use crate::model::month::MonthContext;
use chrono::Datelike;

/// Weekday layout of one month (weeks start on Sunday).
#[derive(Debug, Clone, Copy, PartialEq, Eq)]
pub struct MonthLayout {
    /// Weekday of day 1, `0` = Sunday .. `6` = Saturday.
    pub first_weekday: u32,
    pub days_in_month: u32,
    /// Blank cells after the last day so the final row is complete.
    pub trailing_blanks: u32,
}

impl MonthLayout {
    /// Number of 7-cell rows the month occupies.
    pub fn rows(&self) -> u32 {
        (self.first_weekday + self.days_in_month + self.trailing_blanks) / 7
    }
}

pub fn month_layout(context: MonthContext) -> MonthLayout {
    let first_weekday = context.first_day().weekday().num_days_from_sunday();
    let days_in_month = days_in_month(context.year(), context.month());
    MonthLayout {
        first_weekday,
        days_in_month,
        trailing_blanks: (7 - (first_weekday + days_in_month) % 7) % 7,
    }
}

pub fn is_leap_year(year: i32) -> bool {
    (year % 4 == 0 && year % 100 != 0) || year % 400 == 0
}

/// Length of a 1-based month; `0` for a month outside `1..=12`.
pub fn days_in_month(year: i32, month: u32) -> u32 {
    match month {
        1 | 3 | 5 | 7 | 8 | 10 | 12 => 31,
        4 | 6 | 9 | 11 => 30,
        2 if is_leap_year(year) => 29,
        2 => 28,
        _ => 0,
    }
}

#[cfg(test)]
mod tests {
    use super::{days_in_month, is_leap_year, month_layout, MonthLayout};
    use crate::model::month::MonthContext;

    fn layout(year: i32, month: u32) -> MonthLayout {
        month_layout(MonthContext::new(year, month).unwrap())
    }

    #[test]
    fn leap_year_rules() {
        assert!(is_leap_year(2024));
        assert!(is_leap_year(2000));
        assert!(!is_leap_year(1900));
        assert!(!is_leap_year(2023));
    }

    #[test]
    fn february_length_follows_leap_years() {
        assert_eq!(days_in_month(2024, 2), 29);
        assert_eq!(days_in_month(2023, 2), 28);
        assert_eq!(days_in_month(2100, 2), 28);
        assert_eq!(days_in_month(2024, 13), 0);
    }

    #[test]
    fn february_2024_layout() {
        let february = layout(2024, 2);
        assert_eq!(
            february,
            MonthLayout {
                first_weekday: 4,
                days_in_month: 29,
                trailing_blanks: 2,
            }
        );
        assert_eq!(february.rows(), 5);
    }

    #[test]
    fn month_starting_sunday_and_filling_rows_has_no_blanks() {
        // February 2015 starts on a Sunday and has exactly four weeks.
        let february = layout(2015, 2);
        assert_eq!(february.first_weekday, 0);
        assert_eq!(february.trailing_blanks, 0);
        assert_eq!(february.rows(), 4);
    }

    #[test]
    fn six_row_month() {
        // March 2024 starts on a Friday with 31 days.
        let march = layout(2024, 3);
        assert_eq!(march.first_weekday, 5);
        assert_eq!(march.trailing_blanks, 6);
        assert_eq!(march.rows(), 6);
    }

    #[test]
    fn cells_always_fill_whole_weeks() {
        for year in [1900, 1999, 2000, 2023, 2024, 2100] {
            for month in 1..=12 {
                let l = layout(year, month);
                assert_eq!(
                    (l.first_weekday + l.days_in_month + l.trailing_blanks) % 7,
                    0,
                    "{year}-{month}"
                );
                assert!(l.trailing_blanks < 7);
                assert_eq!(l.days_in_month, days_in_month(year, month));
            }
        }
    }
}
//! Core of the eventcal text calendar.
//!
//! Holds the month-scoped event cache, its SQLite-backed store and the
//! month grid renderer. The interactive prompt loop lives in `eventcal_cli`.

pub mod calendar;
pub mod db;
pub mod logging;
pub mod model;
pub mod repo;
pub mod service;

pub use calendar::{month_layout, render, MonthLayout};
pub use logging::{default_log_level, init_logging, logging_status};
pub use model::event::{Event, EventId, NewEvent};
pub use model::month::{InvalidMonth, MonthContext, SUPPORTED_YEARS};
pub use repo::event_repo::{EventRepository, RepoError, RepoResult, SqliteEventRepository};
pub use service::month_calendar::{CalendarError, CalendarResult, DayBuckets, MonthCalendar};

/// Returns the core crate version.
pub fn core_version() -> &'static str {
    env!("CARGO_PKG_VERSION")
}

#[cfg(test)]
mod tests {
    use super::core_version;

    #[test]
    fn version_is_not_empty() {
        assert!(!core_version().is_empty());
    }
}
//! Repository layer: the persistent store boundary.
//!
//! # Responsibility
//! - Define the event store contract used by the month cache.
//! - Keep SQL details out of the service layer.
//!
//! # Invariants
//! - Inserts return the id generated by the store, never a guessed one.
//! - Repository APIs return semantic errors (`NotFound`) in addition to DB
//!   transport errors.

pub mod event_repo;
//! `eventcal` binary: interactive month calendar over a SQLite event store.

mod app;
mod config;
mod prompt;

use config::Config;
use eventcal_core::db::open_db;
use eventcal_core::{init_logging, SqliteEventRepository};
use log::{error, info};
use prompt::Prompter;
use std::io::{self, ErrorKind};
use std::process::ExitCode;

fn main() -> ExitCode {
    let config = match Config::load() {
        Ok(config) => config,
        Err(err) => {
            eprintln!("Error: {err:#}");
            return ExitCode::FAILURE;
        }
    };

    if let Err(err) = init_logging(&config.log_level, &config.log_dir.to_string_lossy()) {
        eprintln!("warning: logging disabled: {err}");
    }

    info!(
        "event=cli_start module=cli status=ok core_version={}",
        eventcal_core::core_version()
    );

    let conn = match open_db(&config.db_path) {
        Ok(conn) => conn,
        Err(err) => {
            println!("Error: could not connect to the database.");
            println!(
                "Check that `{}` is a writable location and that the configuration details are correct ({err})",
                config.db_path.display()
            );
            return ExitCode::FAILURE;
        }
    };

    let repo = SqliteEventRepository::new(&conn);
    let prompter = Prompter::new(io::stdin().lock(), io::stdout().lock());
    let result = app::start(&repo, prompter).and_then(|mut app| {
        app.run()?;
        Ok(app.calendar().event_count())
    });

    match result {
        Ok(events_in_view) => {
            info!("event=app_exit module=cli status=ok events_in_view={events_in_view}");
            ExitCode::SUCCESS
        }
        Err(err) if is_closed_input(&err) => {
            info!("event=app_exit module=cli status=ok reason=input_closed");
            ExitCode::SUCCESS
        }
        Err(err) => {
            error!("event=app_exit module=cli status=error error={err}");
            eprintln!("Error: {err:#}");
            ExitCode::FAILURE
        }
    }
}

fn is_closed_input(err: &anyhow::Error) -> bool {
    err.downcast_ref::<io::Error>()
        .is_some_and(|io_err| io_err.kind() == ErrorKind::UnexpectedEof)
}
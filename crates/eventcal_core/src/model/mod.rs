//! Domain values shared by the store, the month cache and the renderer.
//!
//! # Invariants
//! - A persisted event is identified by its store-assigned `EventId`.
//! - Event timestamps carry minute resolution.

pub mod event;
pub mod month;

Problem: The data above should be reproduced in full, word for word.

Response:
use crate::model::month::MonthContext;
use chrono::Datelike;

/// Weekday layout of one month (weeks start on Sunday).
#[derive(Debug, Clone, Copy, PartialEq, Eq)]
pub struct MonthLayout {
    /// Weekday of day 1, `0` = Sunday .. `6` = Saturday.
    pub first_weekday: u32,
    pub days_in_month: u32,
    /// Blank cells after the last day so the final row is complete.
    pub trailing_blanks: u32,
}

impl MonthLayout {
    /// Number of 7-cell rows the month occupies.
    pub fn rows(&self) -> u32 {
        (self.first_weekday + self.days_in_month + self.trailing_blanks) / 7
    }
}

pub fn month_layout(context: MonthContext) -> MonthLayout {
    let first_weekday = context.first_day().weekday().num_days_from_sunday();
    let days_in_month = days_in_month(context.year(), context.month());
    MonthLayout {
        first_weekday,
        days_in_month,
        trailing_blanks: (7 - (first_weekday + days_in_month) % 7) % 7,
    }
}

pub fn is_leap_year(year: i32) -> bool {
    (year % 4 == 0 && year % 100 != 0) || year % 400 == 0
}

/// Length of a 1-based month; `0` for a month outside `1..=12`.
pub fn days_in_month(year: i32, month: u32) -> u32 {
    match month {
        1 | 3 | 5 | 7 | 8 | 10 | 12 => 31,
        4 | 6 | 9 | 11 => 30,
        2 if is_leap_year(year) => 29,
        2 => 28,
        _ => 0,
    }
}

#[cfg(test)]
mod tests {
    use super::{days_in_month, is_leap_year, month_layout, MonthLayout};
    use crate::model::month::MonthContext;

    fn layout(year: i32, month: u32) -> MonthLayout {
        month_layout(MonthContext::new(year, month).unwrap())
    }

    #[test]
    fn leap_year_rules() {
        assert!(is_leap_year(2024));
        assert!(is_leap_year(2000));
        assert!(!is_leap_year(1900));
        assert!(!is_leap_year(2023));
    }

    #[test]
    fn february_length_follows_leap_years() {
        assert_eq!(days_in_month(2024, 2), 29);
        assert_eq!(days_in_month(2023, 2), 28);
        assert_eq!(days_in_month(2100, 2), 28);
        assert_eq!(days_in_month(2024, 13), 0);
    }

    #[test]
    fn february_2024_layout() {
        let february = layout(2024, 2);
        assert_eq!(
            february,
            MonthLayout {
                first_weekday: 4,
                days_in_month: 29,
                trailing_blanks: 2,
            }
        );
        assert_eq!(february.rows(), 5);
    }

    #[test]
    fn month_starting_sunday_and_filling_rows_has_no_blanks() {
        // February 2015 starts on a Sunday and has exactly four weeks.
        let february = layout(2015, 2);
        assert_eq!(february.first_weekday, 0);
        assert_eq!(february.trailing_blanks, 0);
        assert_eq!(february.rows(), 4);
    }

    #[test]
    fn six_row_month() {
        // March 2024 starts on a Friday with 31 days.
        let march = layout(2024, 3);
        assert_eq!(march.first_weekday, 5);
        assert_eq!(march.trailing_blanks, 6);
        assert_eq!(march.rows(), 6);
    }

    #[test]
    fn cells_always_fill_whole_weeks() {
        for year in [1900, 1999, 2000, 2023, 2024, 2100] {
            for month in 1..=12 {
                let l = layout(year, month);
                assert_eq!(
                    (l.first_weekday + l.days_in_month + l.trailing_blanks) % 7,
                    0,
                    "{year}-{month}"
                );
                assert!(l.trailing_blanks < 7);
                assert_eq!(l.days_in_month, days_in_month(year, month));
            }
        }
    }
}
//! Core of the eventcal text calendar.
//!
//! Holds the month-scoped event cache, its SQLite-backed store and the
//! month grid renderer. The interactive prompt loop lives in `eventcal_cli`.

pub mod calendar;
pub mod db;
pub mod logging;
pub mod model;
pub mod repo;
pub mod service;

pub use calendar::{month_layout, render, MonthLayout};
pub use logging::{default_log_level, init_logging, logging_status};
pub use model::event::{Event, EventId, NewEvent};
pub use model::month::{InvalidMonth, MonthContext, SUPPORTED_YEARS};
pub use repo::event_repo::{EventRepository, RepoError, RepoResult, SqliteEventRepository};
pub use service::month_calendar::{CalendarError, CalendarResult, DayBuckets, MonthCalendar};

/// Returns the core crate version.
pub fn core_version() -> &'static str {
    env!("CARGO_PKG_VERSION")
}

#[cfg(test)]
mod tests {
    use super::core_version;

    #[test]
    fn version_is_not_empty() {
        assert!(!core_version().is_empty());
    }
}
//! Repository layer: the persistent store boundary.
//!
//! # Responsibility
//! - Define the event store contract used by the month cache.
//! - Keep SQL details out of the service layer.
//!
//! # Invariants
//! - Inserts return the id generated by the store, never a guessed one.
//! - Repository APIs return semantic errors (`NotFound`) in addition to DB
//!   transport errors.

pub mod event_repo;
//! `eventcal` binary: interactive month calendar over a SQLite event store.

mod app;
mod config;
mod prompt;

use config::Config;
use eventcal_core::db::open_db;
use eventcal_core::{init_logging, SqliteEventRepository};
use log::{error, info};
use prompt::Prompter;
use std::io::{self, ErrorKind};
use std::process::ExitCode;

fn main() -> ExitCode {
    let config = match Config::load() {
        Ok(config) => config,
        Err(err) => {
            eprintln!("Error: {err:#}");
            return ExitCode::FAILURE;
        }
    };

    if let Err(err) = init_logging(&config.log_level, &config.log_dir.to_string_lossy()) {
        eprintln!("warning: logging disabled: {err}");
    }

    info!(
        "event=cli_start module=cli status=ok core_version={}",
        eventcal_core::core_version()
    );

    let conn = match open_db(&config.db_path) {
        Ok(conn) => conn,
        Err(err) => {
            println!("Error: could not connect to the database.");
            println!(
                "Check that `{}` is a writable location and that the configuration details are correct ({err})",
                config.db_path.display()
            );
            return ExitCode::FAILURE;
        }
    };

    let repo = SqliteEventRepository::new(&conn);
    let prompter = Prompter::new(io::stdin().lock(), io::stdout().lock());
    let result = app::start(&repo, prompter).and_then(|mut app| {
        app.run()?;
        Ok(app.calendar().event_count())
    });

    match result {
        Ok(events_in_view) => {
            info!("event=app_exit module=cli status=ok events_in_view={events_in_view}");
            ExitCode::SUCCESS
        }
        Err(err) if is_closed_input(&err) => {
            info!("event=app_exit module=cli status=ok reason=input_closed");
            ExitCode::SUCCESS
        }
        Err(err) => {
            error!("event=app_exit module=cli status=error error={err}");
            eprintln!("Error: {err:#}");
            ExitCode::FAILURE
        }
    }
}

fn is_closed_input(err: &anyhow::Error) -> bool {
    err.downcast_ref::<io::Error>()
        .is_some_and(|io_err| io_err.kind() == ErrorKind::UnexpectedEof)
}
filename crates/eventcal_core/src/model/mod.rs
//! Domain values shared by the store, the month cache and the renderer.
//!
//! # Invariants
//! - A persisted event is identified by its store-assigned `EventId`.
//! - Event timestamps carry minute resolution.

pub mod event;
pub mod month;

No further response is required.